Db Migration
Whilst performing the server migration (detailed in some of my previous posts) I had to perform a database migration of a Postgres instance.
5 Million Data Points
This database though not critical is a basic Data Warehouse that is the data storage for a data scraper application. This means that although some down time is acceptable a large window of downtime of the database would result in a large data gap.
Through small in size the main fact table of the data warehouse had 5,183,352 data points (rows).
Migration Plans
I had originally planned to just copy the underlying storage across between the hosts. However this had some complications as the original Postgres instance was hosted in Docker with it’s storage just a Docker Volume and the new Postgres instance (also in Docker) storage is mapped to a NAS over NFS.
This meant that permissions could become an issue and I’ll go over this (with regards to the NAS) in a future blog post. TLDR; the permissions if I was to just copy may not be correct and I would have to try and solve this from the NFS client not the NFS storage.
Unfortunately this is only something that I would have to do once so coming up with a complex, reusable solution would probably take longer than the actual copying of the data.
Solution
Using a simply Jupyter notebook I created a simple ETL process to “lift and shift” the data between the databases.
stmt = select(data_fact_table)
batch_size = 1000
with moya_postgres.connect() as conn:
with docker_postgres.connect() as conn2:
data_facts = conn.execute(stmt).fetchall()
print(f"{len(data_facts)} records to process")
for i in range(0, len(data_facts), batch_size):
rows = data_facts[i:i+batch_size]
for row in rows:
insert_stmt = insert(data_fact_table).values(
uuid = row.uuid,
timestamp = row.timestamp,
value = row.value,
fuel_id = row.fuel_id,
region_id = row.region_id,
power_id = row.power_id,
date_id = row.date_id,
time_id = row.time_id
)
conn2.execute(insert_stmt)
conn2.commit()
print(f"Processed {i+batch_size} records")
Note: Not shown in the example above was reading of all the records from the source database.

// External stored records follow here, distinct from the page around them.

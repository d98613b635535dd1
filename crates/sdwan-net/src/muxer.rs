//! Single-producer, many-reader stream fan-out
//!
//! A [`Muxer`] wraps one expensive upstream reader. Every [`MuxReader`]
//! replays the stream from byte zero at its own pace; upstream bytes are read
//! once, appended to a shared buffer, and served from there to everyone else.
//!
//! Readers hold nothing but an offset. The buffer, the upstream reader and the
//! terminal state live behind one read/write lock, so only one physical read
//! from upstream is in flight at a time.

use bytes::Bytes;
use futures::stream::{self, Stream};
use std::io;
use std::sync::Arc;
use thiserror::Error;
use tokio::io::{AsyncRead, AsyncReadExt};
use tokio::sync::RwLock;
use tracing::error;

const CHUNK_SIZE: usize = 8 * 1024;

/// Invariant violations inside the multiplexer
#[derive(Debug, Error)]
pub enum MuxError {
    #[error("reader offset {offset} is past the {buffered} buffered bytes")]
    Overrun { offset: usize, buffered: usize },
}

/// How the upstream stream ended
#[derive(Debug, Clone)]
enum Terminal {
    Eof,
    Failed { kind: io::ErrorKind, message: String },
}

impl Terminal {
    fn from_error(err: &io::Error) -> Self {
        Self::Failed {
            kind: err.kind(),
            message: err.to_string(),
        }
    }

    /// The error each reader sees once it catches up, `None` for a clean end
    fn to_error(&self) -> Option<io::Error> {
        match self {
            Terminal::Eof => None,
            Terminal::Failed { kind, message } => Some(io::Error::new(*kind, message.clone())),
        }
    }
}

struct State {
    source: Box<dyn AsyncRead + Send + Sync + Unpin>,
    buffer: Vec<u8>,
    terminal: Option<Terminal>,
}

/// Shared buffer over one upstream reader
pub struct Muxer {
    state: RwLock<State>,
}

impl Muxer {
    /// Wrap an upstream reader. Nothing is read until a handle asks for bytes.
    pub fn new<R>(source: R) -> Arc<Self>
    where
        R: AsyncRead + Send + Sync + Unpin + 'static,
    {
        Arc::new(Self {
            state: RwLock::new(State {
                source: Box::new(source),
                buffer: Vec::new(),
                terminal: None,
            }),
        })
    }

    /// New handle positioned at the start of the stream
    pub fn reader(self: &Arc<Self>) -> MuxReader {
        MuxReader {
            muxer: Arc::clone(self),
            offset: 0,
        }
    }

    /// Whether upstream has ended (cleanly or with an error)
    pub async fn eof(&self) -> bool {
        self.state.read().await.terminal.is_some()
    }

    /// Bytes buffered so far
    pub async fn buffered(&self) -> usize {
        self.state.read().await.buffer.len()
    }
}

impl std::fmt::Debug for Muxer {
    fn fmt(&self, f: &mut std::fmt::Formatter<'_>) -> std::fmt::Result {
        f.debug_struct("Muxer").finish_non_exhaustive()
    }
}

/// Independent cursor into a [`Muxer`]
#[derive(Debug)]
pub struct MuxReader {
    muxer: Arc<Muxer>,
    offset: usize,
}

impl MuxReader {
    /// Read into `dst`.
    ///
    /// Buffered bytes are served first. Only when this handle has caught up
    /// with the buffer and `dst` still has room does it pull from upstream.
    /// Returns `Ok(0)` at end of stream. An upstream error is returned to
    /// every handle once it has consumed the bytes that preceded it.
    pub async fn read(&mut self, dst: &mut [u8]) -> io::Result<usize> {
        let mut state = self.muxer.state.write().await;

        let buffered = state.buffer.len();
        if self.offset > buffered {
            let err = MuxError::Overrun {
                offset: self.offset,
                buffered,
            };
            error!("muxer invariant broken: {}", err);
            return Err(io::Error::new(io::ErrorKind::Other, err));
        }

        let copied = (buffered - self.offset).min(dst.len());
        dst[..copied].copy_from_slice(&state.buffer[self.offset..self.offset + copied]);
        self.offset += copied;

        if copied == dst.len() {
            return Ok(copied);
        }

        // caught up with everything buffered and dst still has room
        if let Some(terminal) = &state.terminal {
            return match terminal.to_error() {
                Some(err) if copied == 0 => Err(err),
                _ => Ok(copied),
            };
        }

        let State {
            source,
            buffer,
            terminal,
        } = &mut *state;
        match source.read(&mut dst[copied..]).await {
            Ok(0) => {
                *terminal = Some(Terminal::Eof);
                Ok(copied)
            }
            Ok(read) => {
                buffer.extend_from_slice(&dst[copied..copied + read]);
                self.offset += read;
                Ok(copied + read)
            }
            Err(err) => {
                *terminal = Some(Terminal::from_error(&err));
                if copied > 0 {
                    Ok(copied)
                } else {
                    Err(err)
                }
            }
        }
    }

    /// Read until end of stream, appending to `out`
    pub async fn read_to_end(&mut self, out: &mut Vec<u8>) -> io::Result<usize> {
        let mut chunk = vec![0u8; CHUNK_SIZE];
        let mut total = 0;
        loop {
            match self.read(&mut chunk).await? {
                0 => return Ok(total),
                n => {
                    out.extend_from_slice(&chunk[..n]);
                    total += n;
                }
            }
        }
    }

    /// Turn this handle into a stream of chunks, suitable for a response body
    pub fn into_stream(self) -> impl Stream<Item = io::Result<Bytes>> + Send + 'static {
        stream::unfold(Some(self), |reader| async move {
            let mut reader = reader?;
            let mut chunk = vec![0u8; CHUNK_SIZE];
            match reader.read(&mut chunk).await {
                Ok(0) => None,
                Ok(n) => {
                    chunk.truncate(n);
                    Some((Ok(Bytes::from(chunk)), Some(reader)))
                }
                Err(err) => Some((Err(err), None)),
            }
        })
    }
}

#[cfg(test)]
mod tests {
    use super::*;
    use futures::StreamExt;
    use std::pin::Pin;
    use std::sync::atomic::{AtomicUsize, Ordering};
    use std::task::{Context, Poll};
    use std::time::Duration;
    use tokio::io::{AsyncWriteExt, ReadBuf};

    fn payload() -> Vec<u8> {
        (0..20_000u32).map(|i| (i % 251) as u8).collect()
    }

    /// Upstream that counts how many bytes were pulled from it
    struct Counting {
        data: Vec<u8>,
        pos: usize,
        pulled: Arc<AtomicUsize>,
    }

    impl AsyncRead for Counting {
        fn poll_read(
            mut self: Pin<&mut Self>,
            _cx: &mut Context<'_>,
            buf: &mut ReadBuf<'_>,
        ) -> Poll<io::Result<()>> {
            let n = (self.data.len() - self.pos).min(buf.remaining()).min(777);
            let start = self.pos;
            buf.put_slice(&self.data[start..start + n]);
            self.pos += n;
            self.pulled.fetch_add(n, Ordering::SeqCst);
            Poll::Ready(Ok(()))
        }
    }

    /// Upstream that yields some bytes and then fails
    struct Failing {
        sent: bool,
    }

    impl AsyncRead for Failing {
        fn poll_read(
            mut self: Pin<&mut Self>,
            _cx: &mut Context<'_>,
            buf: &mut ReadBuf<'_>,
        ) -> Poll<io::Result<()>> {
            if self.sent {
                return Poll::Ready(Err(io::Error::new(io::ErrorKind::BrokenPipe, "producer died")));
            }
            self.sent = true;
            buf.put_slice(b"partial");
            Poll::Ready(Ok(()))
        }
    }

    fn assert_send_sync<T: Send + Sync>() {}

    #[test]
    fn test_handles_cross_tasks() {
        assert_send_sync::<Muxer>();
        assert_send_sync::<Arc<Muxer>>();
        assert_send_sync::<MuxReader>();
    }

    #[tokio::test]
    async fn test_readers_replay_same_bytes() {
        let (mut writer, reader) = tokio::io::duplex(512);
        let muxer = Muxer::new(reader);
        let expected = payload();

        let mut handles = Vec::new();
        for (i, size) in [1usize, 7, 64, 4096].into_iter().enumerate() {
            let mut handle = muxer.reader();
            handles.push(tokio::spawn(async move {
                let mut out = Vec::new();
                let mut chunk = vec![0u8; size];
                loop {
                    let n = handle.read(&mut chunk).await.unwrap();
                    if n == 0 {
                        break;
                    }
                    out.extend_from_slice(&chunk[..n]);
                    if i % 2 == 0 {
                        tokio::task::yield_now().await;
                    }
                }
                out
            }));
        }

        let data = expected.clone();
        let producer = tokio::spawn(async move {
            for piece in data.chunks(1000) {
                writer.write_all(piece).await.unwrap();
                tokio::time::sleep(Duration::from_millis(1)).await;
            }
        });

        producer.await.unwrap();
        for handle in handles {
            assert_eq!(handle.await.unwrap(), expected);
        }
        assert!(muxer.eof().await);
    }

    #[tokio::test]
    async fn test_upstream_read_once() {
        let pulled = Arc::new(AtomicUsize::new(0));
        let data = payload();
        let muxer = Muxer::new(Counting {
            data: data.clone(),
            pos: 0,
            pulled: pulled.clone(),
        });

        for _ in 0..5 {
            let mut out = Vec::new();
            muxer.reader().read_to_end(&mut out).await.unwrap();
            assert_eq!(out, data);
        }
        assert_eq!(pulled.load(Ordering::SeqCst), data.len());
        assert_eq!(muxer.buffered().await, data.len());
    }

    #[tokio::test]
    async fn test_eof_only_after_source_ends() {
        let (mut writer, reader) = tokio::io::duplex(64);
        let muxer = Muxer::new(reader);
        let mut handle = muxer.reader();

        writer.write_all(b"hello").await.unwrap();
        let mut buf = [0u8; 5];
        assert_eq!(handle.read(&mut buf).await.unwrap(), 5);
        assert!(!muxer.eof().await);

        drop(writer);
        let mut rest = Vec::new();
        handle.read_to_end(&mut rest).await.unwrap();
        assert!(rest.is_empty());
        assert!(muxer.eof().await);
    }

    #[tokio::test]
    async fn test_error_replayed_after_bytes() {
        let muxer = Muxer::new(Failing { sent: false });

        for _ in 0..2 {
            let mut handle = muxer.reader();
            let mut buf = [0u8; 64];
            let n = handle.read(&mut buf).await.unwrap();
            assert_eq!(&buf[..n], b"partial");
            let err = handle.read(&mut buf).await.unwrap_err();
            assert_eq!(err.kind(), io::ErrorKind::BrokenPipe);
        }
        assert!(muxer.eof().await);
    }

    #[tokio::test]
    async fn test_overrun_is_an_error() {
        let muxer = Muxer::new(tokio::io::empty());
        let mut handle = muxer.reader();
        handle.offset = 10;

        let mut buf = [0u8; 4];
        let err = handle.read(&mut buf).await.unwrap_err();
        assert!(err.get_ref().unwrap().is::<MuxError>());
    }

    #[tokio::test]
    async fn test_stream_yields_whole_payload() {
        let data = payload();
        let muxer = Muxer::new(std::io::Cursor::new(data.clone()));
        let chunks: Vec<Bytes> = muxer
            .reader()
            .into_stream()
            .map(|chunk| chunk.unwrap())
            .collect()
            .await;
        assert_eq!(chunks.concat(), data);
    }
}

I originally tried to insert all the records into the table and then calling “commit()” however this timed out and failed. I then just sliced the array and then inserted the records in a batch of 1,000 and this was able to process the data.
Although this worked it was fast to read the records from the database but very slow to insert the records. In fact to copy all the records it took 475 minutes and 38.5 seconds (~7 hours 55 minutes). I ran this late at night and kept an eye on it for around 3 hours and then decided to go to bed.
When the copying started I also enabled the service on the new server so that it would start scraping the data as well as leaving the original one running. This meant that if the data migration failed no data was lost and I would just have to fix and re-run the migration again.
Another important consideration if you were doing this in a production setting is being able to pick up mid way through so you wouldn’t have to copy all the data from scratch every time you run the migration.
As the data copied successfully I didn’t deep dive into why the insert was so slow but I think it was due to the fact it was calling insert with a single record 1,000 times before committing (saving); instead of calling insert with 1000 records at a time.
In this example from sqlalchemy you can see that they have included multiple records in the insert statement and I tried this quickly however it had a type conversion error so I just went back single record inserts as was working and wanted to get the task completed that night.